▸ **Listed records**:
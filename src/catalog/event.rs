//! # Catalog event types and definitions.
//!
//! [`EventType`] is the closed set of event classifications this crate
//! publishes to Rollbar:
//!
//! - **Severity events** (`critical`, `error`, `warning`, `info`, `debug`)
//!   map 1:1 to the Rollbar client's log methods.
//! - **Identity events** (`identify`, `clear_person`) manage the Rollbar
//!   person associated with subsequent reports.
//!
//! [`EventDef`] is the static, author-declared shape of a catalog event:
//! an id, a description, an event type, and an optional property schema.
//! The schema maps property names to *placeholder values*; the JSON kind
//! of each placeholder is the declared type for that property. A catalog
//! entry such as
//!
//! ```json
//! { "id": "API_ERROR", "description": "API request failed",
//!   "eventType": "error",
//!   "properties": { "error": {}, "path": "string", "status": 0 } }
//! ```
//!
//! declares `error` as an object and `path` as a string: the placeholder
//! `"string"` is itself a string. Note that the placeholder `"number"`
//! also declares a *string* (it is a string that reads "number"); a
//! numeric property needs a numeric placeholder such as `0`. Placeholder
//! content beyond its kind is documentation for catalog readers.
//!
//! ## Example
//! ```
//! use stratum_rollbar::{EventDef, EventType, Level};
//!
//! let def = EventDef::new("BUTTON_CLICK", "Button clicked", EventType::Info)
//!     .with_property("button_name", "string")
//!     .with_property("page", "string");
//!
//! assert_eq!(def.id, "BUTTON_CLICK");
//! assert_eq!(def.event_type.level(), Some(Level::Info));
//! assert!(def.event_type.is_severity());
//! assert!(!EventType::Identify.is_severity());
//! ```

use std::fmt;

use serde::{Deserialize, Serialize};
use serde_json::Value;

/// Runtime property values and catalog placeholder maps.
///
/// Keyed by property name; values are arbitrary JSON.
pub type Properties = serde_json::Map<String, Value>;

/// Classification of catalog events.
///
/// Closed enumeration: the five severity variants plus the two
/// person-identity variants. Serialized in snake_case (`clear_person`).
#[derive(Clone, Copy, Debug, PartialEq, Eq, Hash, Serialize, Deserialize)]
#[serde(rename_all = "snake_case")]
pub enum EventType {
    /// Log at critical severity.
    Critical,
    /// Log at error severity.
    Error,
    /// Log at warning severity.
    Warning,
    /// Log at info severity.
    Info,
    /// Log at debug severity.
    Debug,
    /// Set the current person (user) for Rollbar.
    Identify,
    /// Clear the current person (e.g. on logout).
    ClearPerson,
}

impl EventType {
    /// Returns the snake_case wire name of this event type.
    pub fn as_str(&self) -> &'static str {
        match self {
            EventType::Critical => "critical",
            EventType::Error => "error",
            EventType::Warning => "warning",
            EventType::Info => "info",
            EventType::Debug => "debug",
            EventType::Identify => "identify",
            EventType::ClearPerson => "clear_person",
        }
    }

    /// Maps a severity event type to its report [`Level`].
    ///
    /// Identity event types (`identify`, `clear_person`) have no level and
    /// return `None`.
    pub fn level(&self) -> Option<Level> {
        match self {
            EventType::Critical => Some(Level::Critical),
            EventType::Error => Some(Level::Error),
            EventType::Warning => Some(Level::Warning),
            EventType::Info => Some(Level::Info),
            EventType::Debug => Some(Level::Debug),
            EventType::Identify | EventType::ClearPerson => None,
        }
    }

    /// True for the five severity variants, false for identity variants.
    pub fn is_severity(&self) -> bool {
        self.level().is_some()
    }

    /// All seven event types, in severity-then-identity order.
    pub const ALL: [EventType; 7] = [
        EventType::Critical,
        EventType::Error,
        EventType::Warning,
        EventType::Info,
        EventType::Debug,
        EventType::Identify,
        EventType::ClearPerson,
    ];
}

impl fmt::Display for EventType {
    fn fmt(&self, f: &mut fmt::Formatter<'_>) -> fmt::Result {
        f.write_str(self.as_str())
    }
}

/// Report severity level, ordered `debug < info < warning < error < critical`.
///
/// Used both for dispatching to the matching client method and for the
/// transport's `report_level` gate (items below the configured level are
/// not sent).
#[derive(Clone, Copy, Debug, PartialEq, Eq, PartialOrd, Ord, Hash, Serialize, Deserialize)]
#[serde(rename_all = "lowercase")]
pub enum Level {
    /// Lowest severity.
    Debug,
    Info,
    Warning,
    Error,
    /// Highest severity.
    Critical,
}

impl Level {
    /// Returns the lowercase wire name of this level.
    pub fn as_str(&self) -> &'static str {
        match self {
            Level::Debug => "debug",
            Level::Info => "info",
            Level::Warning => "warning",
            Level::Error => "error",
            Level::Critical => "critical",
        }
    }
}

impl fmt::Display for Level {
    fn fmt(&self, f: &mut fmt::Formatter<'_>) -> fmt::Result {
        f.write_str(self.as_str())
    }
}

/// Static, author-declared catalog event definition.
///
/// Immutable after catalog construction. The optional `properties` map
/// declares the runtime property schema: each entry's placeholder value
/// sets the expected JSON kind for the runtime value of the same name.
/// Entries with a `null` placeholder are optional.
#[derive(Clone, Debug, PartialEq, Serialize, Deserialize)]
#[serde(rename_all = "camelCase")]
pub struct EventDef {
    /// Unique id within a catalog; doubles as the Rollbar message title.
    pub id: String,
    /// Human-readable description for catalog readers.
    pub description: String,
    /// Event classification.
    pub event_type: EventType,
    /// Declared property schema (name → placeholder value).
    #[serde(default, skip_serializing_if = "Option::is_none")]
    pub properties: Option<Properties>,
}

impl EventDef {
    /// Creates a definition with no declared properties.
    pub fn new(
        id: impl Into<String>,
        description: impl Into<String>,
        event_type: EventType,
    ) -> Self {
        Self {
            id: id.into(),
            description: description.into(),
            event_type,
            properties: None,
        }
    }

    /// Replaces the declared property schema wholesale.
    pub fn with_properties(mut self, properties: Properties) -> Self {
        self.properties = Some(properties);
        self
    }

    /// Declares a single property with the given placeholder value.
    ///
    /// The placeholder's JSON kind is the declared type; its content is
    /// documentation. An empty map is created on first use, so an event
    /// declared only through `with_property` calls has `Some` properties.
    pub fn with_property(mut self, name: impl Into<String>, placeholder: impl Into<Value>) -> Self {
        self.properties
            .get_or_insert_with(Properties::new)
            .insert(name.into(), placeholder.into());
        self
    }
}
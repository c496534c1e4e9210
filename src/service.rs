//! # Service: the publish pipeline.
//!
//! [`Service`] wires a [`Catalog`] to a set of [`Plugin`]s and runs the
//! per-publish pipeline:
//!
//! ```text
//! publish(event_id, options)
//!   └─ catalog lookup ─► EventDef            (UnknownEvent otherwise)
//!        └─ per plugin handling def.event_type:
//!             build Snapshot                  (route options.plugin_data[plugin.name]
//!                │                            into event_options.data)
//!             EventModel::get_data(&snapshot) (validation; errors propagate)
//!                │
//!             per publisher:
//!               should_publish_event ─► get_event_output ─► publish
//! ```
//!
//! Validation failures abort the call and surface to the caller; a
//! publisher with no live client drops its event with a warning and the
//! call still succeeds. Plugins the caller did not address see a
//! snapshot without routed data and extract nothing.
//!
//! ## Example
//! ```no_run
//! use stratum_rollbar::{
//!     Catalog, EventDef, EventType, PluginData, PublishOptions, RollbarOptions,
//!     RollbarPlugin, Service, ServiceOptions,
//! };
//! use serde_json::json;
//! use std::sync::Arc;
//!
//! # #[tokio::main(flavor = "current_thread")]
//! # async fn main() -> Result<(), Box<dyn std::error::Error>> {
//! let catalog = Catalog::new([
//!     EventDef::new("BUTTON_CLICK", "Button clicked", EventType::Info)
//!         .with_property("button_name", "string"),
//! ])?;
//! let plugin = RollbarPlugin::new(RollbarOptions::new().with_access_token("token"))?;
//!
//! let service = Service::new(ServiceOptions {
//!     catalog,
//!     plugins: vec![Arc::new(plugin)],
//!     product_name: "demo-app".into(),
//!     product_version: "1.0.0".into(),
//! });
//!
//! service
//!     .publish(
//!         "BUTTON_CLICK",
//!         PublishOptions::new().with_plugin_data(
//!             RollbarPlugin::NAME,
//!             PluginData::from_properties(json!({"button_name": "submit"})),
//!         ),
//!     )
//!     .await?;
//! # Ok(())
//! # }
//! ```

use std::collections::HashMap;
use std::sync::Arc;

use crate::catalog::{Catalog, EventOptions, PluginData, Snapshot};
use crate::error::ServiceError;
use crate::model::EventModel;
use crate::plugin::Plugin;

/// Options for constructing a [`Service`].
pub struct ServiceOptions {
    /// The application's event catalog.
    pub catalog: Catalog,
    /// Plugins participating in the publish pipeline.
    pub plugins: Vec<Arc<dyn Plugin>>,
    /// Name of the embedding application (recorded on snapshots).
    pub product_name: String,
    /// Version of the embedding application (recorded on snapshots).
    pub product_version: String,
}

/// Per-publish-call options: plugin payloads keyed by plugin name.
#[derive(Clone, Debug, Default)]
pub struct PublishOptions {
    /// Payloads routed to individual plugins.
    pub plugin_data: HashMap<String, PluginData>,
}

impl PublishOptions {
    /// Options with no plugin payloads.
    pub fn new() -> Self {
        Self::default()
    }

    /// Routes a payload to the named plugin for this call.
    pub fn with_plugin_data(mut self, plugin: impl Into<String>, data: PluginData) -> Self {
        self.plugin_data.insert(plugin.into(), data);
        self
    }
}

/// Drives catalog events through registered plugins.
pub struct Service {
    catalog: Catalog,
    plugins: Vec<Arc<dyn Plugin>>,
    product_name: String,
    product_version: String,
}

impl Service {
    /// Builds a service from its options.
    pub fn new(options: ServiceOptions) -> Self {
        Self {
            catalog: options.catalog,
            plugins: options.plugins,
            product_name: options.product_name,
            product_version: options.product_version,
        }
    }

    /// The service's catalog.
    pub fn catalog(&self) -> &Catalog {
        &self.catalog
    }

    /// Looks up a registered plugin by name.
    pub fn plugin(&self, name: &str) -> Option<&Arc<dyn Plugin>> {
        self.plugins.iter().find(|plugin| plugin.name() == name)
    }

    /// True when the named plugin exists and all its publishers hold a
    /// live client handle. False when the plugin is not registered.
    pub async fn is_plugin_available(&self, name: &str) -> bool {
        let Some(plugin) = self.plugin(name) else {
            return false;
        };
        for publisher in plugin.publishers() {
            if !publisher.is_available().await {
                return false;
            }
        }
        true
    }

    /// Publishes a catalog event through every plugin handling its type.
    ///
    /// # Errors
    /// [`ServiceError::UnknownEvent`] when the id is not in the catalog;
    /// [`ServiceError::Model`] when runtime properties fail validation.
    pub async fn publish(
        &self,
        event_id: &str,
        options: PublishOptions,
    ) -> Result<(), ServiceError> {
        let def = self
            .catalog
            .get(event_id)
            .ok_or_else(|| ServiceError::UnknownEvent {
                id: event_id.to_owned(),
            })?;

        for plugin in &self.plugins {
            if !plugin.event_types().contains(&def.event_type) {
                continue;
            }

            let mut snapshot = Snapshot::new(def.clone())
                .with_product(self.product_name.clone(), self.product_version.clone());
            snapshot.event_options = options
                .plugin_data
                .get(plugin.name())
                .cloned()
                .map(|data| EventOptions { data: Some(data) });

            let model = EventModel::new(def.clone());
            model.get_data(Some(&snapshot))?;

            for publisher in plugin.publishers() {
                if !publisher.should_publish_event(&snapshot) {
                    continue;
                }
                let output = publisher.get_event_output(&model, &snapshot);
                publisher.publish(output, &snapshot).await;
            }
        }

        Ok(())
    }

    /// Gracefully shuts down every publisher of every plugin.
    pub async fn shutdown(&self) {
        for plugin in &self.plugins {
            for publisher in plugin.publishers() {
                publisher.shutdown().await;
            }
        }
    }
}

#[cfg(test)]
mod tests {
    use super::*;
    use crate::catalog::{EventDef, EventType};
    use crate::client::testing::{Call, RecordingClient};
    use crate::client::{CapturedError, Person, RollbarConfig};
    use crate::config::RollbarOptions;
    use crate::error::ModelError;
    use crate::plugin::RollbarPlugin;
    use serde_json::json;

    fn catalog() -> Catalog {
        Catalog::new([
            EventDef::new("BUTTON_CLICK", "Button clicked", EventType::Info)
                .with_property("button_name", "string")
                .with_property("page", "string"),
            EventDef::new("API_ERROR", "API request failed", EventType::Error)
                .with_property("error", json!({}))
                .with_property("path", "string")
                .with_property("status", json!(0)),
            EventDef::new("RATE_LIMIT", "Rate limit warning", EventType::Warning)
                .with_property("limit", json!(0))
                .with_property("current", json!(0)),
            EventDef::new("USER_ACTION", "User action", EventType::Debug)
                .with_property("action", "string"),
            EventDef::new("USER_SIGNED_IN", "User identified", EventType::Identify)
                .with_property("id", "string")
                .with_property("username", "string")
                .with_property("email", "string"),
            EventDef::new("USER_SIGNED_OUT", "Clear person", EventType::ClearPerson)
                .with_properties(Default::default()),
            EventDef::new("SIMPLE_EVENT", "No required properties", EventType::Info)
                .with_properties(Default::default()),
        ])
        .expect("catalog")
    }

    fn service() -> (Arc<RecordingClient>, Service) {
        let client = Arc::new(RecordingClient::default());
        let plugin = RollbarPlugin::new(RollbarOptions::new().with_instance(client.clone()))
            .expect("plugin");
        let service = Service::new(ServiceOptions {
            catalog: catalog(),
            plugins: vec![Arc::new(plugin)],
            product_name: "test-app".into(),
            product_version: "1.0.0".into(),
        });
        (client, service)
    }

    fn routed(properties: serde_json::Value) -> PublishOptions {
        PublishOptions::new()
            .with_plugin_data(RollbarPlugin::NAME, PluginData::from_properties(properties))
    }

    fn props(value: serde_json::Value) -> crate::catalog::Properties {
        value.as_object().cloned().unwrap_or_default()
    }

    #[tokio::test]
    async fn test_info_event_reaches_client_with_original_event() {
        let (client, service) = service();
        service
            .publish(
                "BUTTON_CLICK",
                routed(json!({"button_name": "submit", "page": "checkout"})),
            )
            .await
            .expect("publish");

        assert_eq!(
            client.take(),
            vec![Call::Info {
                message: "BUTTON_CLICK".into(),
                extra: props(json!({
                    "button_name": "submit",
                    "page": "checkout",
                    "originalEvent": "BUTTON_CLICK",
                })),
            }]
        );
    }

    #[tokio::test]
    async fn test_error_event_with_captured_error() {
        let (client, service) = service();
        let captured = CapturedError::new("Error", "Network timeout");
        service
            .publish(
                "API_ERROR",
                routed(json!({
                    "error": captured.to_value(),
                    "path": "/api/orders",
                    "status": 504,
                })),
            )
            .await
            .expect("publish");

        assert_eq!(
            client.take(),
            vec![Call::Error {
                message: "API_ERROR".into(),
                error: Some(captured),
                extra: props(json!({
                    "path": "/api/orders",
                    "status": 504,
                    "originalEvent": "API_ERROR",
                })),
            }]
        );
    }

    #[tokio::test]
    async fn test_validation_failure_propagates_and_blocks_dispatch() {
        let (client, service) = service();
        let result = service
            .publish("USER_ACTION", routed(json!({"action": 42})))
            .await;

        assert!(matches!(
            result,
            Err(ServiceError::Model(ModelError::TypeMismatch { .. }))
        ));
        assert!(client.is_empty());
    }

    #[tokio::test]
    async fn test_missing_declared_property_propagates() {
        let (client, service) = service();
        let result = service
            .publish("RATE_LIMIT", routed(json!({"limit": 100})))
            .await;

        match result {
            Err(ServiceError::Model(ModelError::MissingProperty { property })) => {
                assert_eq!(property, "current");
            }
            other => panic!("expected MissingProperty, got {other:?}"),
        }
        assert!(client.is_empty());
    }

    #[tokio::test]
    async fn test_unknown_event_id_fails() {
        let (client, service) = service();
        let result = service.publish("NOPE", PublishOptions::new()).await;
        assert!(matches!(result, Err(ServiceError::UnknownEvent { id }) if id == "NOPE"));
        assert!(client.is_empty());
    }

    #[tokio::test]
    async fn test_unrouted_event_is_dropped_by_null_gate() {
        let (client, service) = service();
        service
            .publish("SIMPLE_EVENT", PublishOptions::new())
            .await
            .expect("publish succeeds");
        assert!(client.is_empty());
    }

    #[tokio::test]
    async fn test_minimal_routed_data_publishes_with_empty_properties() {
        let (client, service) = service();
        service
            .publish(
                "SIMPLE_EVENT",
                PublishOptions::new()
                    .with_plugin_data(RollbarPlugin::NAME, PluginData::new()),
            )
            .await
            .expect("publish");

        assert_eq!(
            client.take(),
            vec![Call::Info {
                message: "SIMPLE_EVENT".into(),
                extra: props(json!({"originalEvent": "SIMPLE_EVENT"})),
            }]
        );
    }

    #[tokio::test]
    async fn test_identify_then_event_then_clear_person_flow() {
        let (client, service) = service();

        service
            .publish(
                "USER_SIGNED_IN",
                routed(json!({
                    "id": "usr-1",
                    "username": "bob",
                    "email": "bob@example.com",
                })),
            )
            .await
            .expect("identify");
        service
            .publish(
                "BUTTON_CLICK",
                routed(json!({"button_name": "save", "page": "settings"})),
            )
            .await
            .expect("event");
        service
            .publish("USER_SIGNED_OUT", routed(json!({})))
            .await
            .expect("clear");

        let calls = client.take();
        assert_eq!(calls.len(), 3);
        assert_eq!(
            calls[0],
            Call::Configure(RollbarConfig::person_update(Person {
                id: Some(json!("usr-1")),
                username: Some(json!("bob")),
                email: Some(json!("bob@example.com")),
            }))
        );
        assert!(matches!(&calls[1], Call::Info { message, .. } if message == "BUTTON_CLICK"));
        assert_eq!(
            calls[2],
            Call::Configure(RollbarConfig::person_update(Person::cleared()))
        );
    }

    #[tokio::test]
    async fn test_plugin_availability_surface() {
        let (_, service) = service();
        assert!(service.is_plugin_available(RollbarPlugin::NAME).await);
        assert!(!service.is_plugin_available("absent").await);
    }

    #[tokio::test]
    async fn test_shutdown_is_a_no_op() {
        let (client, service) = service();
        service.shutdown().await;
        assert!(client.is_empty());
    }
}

▸ **Task brief**:
Output the lines above exactly, but only those between the line holding "Rollbar message title." and the line holding "no declared properties.", inclusive.

▸ **Task result**:
    /// Unique id within a catalog; doubles as the Rollbar message title.
    pub id: String,
    /// Human-readable description for catalog readers.
    pub description: String,
    /// Event classification.
    pub event_type: EventType,
    /// Declared property schema (name → placeholder value).
    #[serde(default, skip_serializing_if = "Option::is_none")]
    pub properties: Option<Properties>,
}

impl EventDef {
    /// Creates a definition with no declared properties.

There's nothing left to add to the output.